[Source data]
════════════════

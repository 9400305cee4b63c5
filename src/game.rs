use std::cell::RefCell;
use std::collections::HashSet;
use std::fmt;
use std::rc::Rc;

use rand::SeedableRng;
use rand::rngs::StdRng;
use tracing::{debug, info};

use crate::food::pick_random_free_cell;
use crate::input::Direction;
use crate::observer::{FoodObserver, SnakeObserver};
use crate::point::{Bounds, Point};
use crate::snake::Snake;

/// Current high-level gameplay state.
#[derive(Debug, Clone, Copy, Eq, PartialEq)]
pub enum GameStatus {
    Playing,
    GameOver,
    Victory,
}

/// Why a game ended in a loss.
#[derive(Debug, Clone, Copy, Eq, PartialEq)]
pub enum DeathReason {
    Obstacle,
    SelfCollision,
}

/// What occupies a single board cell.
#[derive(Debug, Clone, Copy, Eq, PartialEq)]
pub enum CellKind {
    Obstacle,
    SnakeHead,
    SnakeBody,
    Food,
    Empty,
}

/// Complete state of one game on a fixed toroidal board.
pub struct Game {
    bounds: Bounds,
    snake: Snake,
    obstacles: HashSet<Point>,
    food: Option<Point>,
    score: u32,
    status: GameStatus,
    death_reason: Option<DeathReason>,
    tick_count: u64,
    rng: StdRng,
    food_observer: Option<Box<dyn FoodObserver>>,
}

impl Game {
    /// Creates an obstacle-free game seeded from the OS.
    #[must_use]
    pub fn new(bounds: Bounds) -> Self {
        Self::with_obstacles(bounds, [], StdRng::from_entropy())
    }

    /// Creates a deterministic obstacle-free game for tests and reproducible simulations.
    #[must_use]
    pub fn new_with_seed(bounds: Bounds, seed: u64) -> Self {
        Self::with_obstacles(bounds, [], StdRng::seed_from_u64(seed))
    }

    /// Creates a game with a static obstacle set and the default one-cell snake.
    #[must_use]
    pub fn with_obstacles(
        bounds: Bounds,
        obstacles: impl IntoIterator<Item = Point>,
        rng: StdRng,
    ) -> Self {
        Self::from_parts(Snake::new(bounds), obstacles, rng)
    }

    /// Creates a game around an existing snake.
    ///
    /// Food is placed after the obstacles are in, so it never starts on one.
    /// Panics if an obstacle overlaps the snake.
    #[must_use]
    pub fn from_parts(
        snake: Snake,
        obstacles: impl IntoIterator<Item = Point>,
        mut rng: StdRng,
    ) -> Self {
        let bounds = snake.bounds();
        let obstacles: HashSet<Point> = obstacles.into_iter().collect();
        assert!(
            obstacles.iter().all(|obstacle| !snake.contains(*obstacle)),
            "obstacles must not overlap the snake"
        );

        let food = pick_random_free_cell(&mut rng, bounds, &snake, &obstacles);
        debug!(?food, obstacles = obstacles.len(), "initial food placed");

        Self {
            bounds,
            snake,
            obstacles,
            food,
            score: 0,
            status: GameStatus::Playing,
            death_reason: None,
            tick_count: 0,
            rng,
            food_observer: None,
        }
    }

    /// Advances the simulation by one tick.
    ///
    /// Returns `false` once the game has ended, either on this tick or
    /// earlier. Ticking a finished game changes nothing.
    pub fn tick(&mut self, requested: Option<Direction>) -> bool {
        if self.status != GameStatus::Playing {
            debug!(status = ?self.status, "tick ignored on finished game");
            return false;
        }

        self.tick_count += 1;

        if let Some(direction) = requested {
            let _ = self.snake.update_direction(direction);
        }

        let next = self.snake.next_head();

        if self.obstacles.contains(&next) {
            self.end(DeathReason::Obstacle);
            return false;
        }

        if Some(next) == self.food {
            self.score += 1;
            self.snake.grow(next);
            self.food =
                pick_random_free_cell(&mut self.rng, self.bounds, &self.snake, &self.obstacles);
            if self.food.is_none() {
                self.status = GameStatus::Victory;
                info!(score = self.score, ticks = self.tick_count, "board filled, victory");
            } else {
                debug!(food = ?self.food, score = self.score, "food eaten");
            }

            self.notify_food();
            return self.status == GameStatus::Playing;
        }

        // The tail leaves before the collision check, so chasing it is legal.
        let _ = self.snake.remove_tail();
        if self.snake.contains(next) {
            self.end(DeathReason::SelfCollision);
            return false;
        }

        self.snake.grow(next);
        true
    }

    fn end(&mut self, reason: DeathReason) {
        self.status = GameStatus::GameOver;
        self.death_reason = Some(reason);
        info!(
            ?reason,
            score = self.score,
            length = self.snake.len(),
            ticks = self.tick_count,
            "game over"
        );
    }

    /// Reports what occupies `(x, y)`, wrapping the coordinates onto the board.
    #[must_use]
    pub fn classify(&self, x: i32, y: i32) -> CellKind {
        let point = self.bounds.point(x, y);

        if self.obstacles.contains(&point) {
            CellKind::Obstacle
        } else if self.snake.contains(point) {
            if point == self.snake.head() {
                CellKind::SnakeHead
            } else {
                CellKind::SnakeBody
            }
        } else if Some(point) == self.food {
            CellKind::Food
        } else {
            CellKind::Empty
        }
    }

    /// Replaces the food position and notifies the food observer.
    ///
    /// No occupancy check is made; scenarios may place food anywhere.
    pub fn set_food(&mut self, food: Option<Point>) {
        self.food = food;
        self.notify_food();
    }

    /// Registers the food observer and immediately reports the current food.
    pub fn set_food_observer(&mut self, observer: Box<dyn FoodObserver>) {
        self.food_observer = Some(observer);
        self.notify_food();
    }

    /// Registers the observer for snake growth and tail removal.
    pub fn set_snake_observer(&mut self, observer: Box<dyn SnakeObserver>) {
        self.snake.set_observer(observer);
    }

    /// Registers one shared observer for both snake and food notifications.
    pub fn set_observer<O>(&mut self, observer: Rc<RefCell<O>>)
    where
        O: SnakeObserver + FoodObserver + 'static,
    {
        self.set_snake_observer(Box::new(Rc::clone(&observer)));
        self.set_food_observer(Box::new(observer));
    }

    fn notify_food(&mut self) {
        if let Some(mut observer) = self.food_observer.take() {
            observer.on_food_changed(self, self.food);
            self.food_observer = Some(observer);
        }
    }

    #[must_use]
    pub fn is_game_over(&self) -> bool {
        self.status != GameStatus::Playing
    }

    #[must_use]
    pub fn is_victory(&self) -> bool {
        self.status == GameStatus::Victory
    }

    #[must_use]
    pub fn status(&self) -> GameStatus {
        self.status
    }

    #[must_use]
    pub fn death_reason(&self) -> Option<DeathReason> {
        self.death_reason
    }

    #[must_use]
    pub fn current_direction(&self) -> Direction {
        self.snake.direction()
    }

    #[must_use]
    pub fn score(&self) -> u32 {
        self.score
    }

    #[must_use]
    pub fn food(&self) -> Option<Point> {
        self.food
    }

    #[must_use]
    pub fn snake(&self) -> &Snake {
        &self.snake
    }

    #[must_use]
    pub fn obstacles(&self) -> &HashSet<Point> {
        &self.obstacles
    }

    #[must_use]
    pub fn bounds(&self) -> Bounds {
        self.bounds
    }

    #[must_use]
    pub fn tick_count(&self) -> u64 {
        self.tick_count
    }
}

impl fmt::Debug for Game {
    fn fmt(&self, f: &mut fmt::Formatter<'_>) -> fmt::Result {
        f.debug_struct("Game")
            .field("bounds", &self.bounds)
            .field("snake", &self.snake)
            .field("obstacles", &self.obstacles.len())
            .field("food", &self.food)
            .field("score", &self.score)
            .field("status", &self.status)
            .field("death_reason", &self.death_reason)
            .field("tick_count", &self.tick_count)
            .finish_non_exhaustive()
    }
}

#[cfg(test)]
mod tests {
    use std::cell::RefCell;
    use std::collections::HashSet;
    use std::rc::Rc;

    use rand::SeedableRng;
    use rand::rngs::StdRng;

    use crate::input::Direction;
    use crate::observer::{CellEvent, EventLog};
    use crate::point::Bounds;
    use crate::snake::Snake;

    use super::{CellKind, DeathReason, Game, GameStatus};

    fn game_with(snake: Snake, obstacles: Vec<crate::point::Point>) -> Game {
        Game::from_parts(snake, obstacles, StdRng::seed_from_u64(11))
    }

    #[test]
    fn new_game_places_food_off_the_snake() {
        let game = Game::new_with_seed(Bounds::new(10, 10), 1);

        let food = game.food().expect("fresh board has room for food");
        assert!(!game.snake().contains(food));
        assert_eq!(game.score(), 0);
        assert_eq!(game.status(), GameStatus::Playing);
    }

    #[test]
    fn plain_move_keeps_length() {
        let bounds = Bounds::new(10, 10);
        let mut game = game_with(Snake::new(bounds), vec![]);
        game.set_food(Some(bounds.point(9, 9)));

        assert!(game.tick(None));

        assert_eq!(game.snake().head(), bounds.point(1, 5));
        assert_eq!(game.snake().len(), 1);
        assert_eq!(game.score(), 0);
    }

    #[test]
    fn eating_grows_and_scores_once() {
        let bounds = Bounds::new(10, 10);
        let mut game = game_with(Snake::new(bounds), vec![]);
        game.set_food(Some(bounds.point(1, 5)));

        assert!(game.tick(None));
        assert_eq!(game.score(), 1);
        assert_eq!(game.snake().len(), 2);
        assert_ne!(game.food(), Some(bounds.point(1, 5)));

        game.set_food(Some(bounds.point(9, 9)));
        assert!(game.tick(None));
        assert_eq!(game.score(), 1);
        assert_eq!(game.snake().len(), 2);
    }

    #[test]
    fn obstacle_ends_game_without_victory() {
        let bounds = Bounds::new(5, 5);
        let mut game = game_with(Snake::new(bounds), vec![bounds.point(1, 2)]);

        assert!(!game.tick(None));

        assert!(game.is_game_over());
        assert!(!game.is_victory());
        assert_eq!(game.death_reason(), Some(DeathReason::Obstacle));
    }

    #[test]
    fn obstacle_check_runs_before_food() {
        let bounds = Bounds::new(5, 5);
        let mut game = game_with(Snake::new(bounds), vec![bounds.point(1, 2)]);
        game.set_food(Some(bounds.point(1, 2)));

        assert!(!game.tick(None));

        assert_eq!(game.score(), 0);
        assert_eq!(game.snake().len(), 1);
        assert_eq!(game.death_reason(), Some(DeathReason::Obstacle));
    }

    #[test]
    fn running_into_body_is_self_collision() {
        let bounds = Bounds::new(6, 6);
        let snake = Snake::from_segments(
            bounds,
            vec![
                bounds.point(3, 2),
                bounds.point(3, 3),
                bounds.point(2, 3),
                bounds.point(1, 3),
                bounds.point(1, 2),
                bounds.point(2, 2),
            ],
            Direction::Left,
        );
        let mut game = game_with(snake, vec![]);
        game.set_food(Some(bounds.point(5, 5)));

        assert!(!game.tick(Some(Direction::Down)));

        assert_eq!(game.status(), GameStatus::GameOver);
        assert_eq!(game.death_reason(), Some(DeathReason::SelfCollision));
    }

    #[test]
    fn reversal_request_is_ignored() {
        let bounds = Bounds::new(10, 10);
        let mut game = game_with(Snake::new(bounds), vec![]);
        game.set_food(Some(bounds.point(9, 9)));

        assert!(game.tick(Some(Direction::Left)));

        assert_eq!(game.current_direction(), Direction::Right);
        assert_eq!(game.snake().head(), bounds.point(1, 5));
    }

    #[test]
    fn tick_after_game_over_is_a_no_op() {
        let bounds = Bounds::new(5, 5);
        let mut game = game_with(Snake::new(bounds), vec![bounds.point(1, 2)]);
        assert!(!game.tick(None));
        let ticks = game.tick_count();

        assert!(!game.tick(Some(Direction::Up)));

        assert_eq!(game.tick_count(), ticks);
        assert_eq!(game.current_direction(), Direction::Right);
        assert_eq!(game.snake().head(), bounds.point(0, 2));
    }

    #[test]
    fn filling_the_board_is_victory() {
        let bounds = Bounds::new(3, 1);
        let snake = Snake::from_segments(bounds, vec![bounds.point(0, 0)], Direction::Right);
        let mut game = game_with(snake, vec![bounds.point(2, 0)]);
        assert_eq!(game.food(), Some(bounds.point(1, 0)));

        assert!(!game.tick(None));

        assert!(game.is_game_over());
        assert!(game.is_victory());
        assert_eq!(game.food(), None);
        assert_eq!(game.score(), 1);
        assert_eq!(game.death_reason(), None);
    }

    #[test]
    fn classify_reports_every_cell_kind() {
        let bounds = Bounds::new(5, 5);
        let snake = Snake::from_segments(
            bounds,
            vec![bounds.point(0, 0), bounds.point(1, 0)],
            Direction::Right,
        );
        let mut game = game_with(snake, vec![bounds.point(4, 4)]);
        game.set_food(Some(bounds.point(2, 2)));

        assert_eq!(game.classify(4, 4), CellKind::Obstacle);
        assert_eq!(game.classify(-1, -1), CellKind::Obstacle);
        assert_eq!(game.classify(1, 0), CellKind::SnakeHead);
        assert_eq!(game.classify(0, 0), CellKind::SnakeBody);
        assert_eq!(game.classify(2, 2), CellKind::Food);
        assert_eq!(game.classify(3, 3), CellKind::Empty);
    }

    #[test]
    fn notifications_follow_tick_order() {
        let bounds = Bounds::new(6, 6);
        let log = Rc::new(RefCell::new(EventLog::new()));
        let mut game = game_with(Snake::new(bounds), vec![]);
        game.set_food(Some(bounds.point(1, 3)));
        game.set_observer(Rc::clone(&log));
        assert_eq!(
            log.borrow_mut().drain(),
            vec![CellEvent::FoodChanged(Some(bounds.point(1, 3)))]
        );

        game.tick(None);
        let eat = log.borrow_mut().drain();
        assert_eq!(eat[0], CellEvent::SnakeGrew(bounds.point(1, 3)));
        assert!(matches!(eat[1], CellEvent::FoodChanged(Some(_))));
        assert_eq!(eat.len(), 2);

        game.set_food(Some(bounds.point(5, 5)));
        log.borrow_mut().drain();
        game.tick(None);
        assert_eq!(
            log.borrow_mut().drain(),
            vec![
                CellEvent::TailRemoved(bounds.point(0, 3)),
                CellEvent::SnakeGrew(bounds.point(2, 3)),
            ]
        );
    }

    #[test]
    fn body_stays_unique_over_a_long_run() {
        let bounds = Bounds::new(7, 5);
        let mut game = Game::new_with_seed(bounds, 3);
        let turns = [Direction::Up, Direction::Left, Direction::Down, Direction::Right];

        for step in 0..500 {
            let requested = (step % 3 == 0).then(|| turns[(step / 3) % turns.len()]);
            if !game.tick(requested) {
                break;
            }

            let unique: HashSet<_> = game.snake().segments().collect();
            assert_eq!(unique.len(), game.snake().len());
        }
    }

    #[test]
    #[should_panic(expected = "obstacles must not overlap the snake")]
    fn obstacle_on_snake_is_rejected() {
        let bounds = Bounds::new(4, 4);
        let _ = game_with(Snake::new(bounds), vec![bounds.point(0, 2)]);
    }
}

════════════════

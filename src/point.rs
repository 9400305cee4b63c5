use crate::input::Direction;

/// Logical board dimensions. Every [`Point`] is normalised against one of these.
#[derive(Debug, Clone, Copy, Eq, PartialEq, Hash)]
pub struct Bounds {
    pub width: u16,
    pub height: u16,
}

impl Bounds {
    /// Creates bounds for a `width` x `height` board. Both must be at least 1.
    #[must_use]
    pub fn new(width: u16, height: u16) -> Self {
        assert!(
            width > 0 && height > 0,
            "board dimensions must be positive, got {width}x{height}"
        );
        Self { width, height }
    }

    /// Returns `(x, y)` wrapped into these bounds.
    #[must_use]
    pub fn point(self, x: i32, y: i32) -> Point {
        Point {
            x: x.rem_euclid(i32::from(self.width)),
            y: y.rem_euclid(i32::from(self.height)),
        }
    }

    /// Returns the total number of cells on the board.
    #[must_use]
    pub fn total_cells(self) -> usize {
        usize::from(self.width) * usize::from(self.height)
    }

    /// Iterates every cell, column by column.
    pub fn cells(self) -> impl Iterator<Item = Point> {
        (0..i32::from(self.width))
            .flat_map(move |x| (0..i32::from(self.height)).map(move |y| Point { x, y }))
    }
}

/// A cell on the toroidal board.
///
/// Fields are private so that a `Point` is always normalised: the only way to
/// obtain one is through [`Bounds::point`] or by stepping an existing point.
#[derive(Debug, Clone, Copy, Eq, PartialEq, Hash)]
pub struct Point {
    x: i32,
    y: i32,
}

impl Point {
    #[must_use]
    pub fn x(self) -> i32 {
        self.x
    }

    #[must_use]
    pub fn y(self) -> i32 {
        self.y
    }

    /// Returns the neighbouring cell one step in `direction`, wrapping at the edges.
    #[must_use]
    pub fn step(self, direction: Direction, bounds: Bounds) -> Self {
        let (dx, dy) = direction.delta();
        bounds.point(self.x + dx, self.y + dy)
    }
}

════════════════

Task statement — When a line of the records holds the word "occupies", copy that line.

Response area —
/// What occupies a single board cell.
    /// Reports what occupies `(x, y)`, wrapping the coordinates onto the board.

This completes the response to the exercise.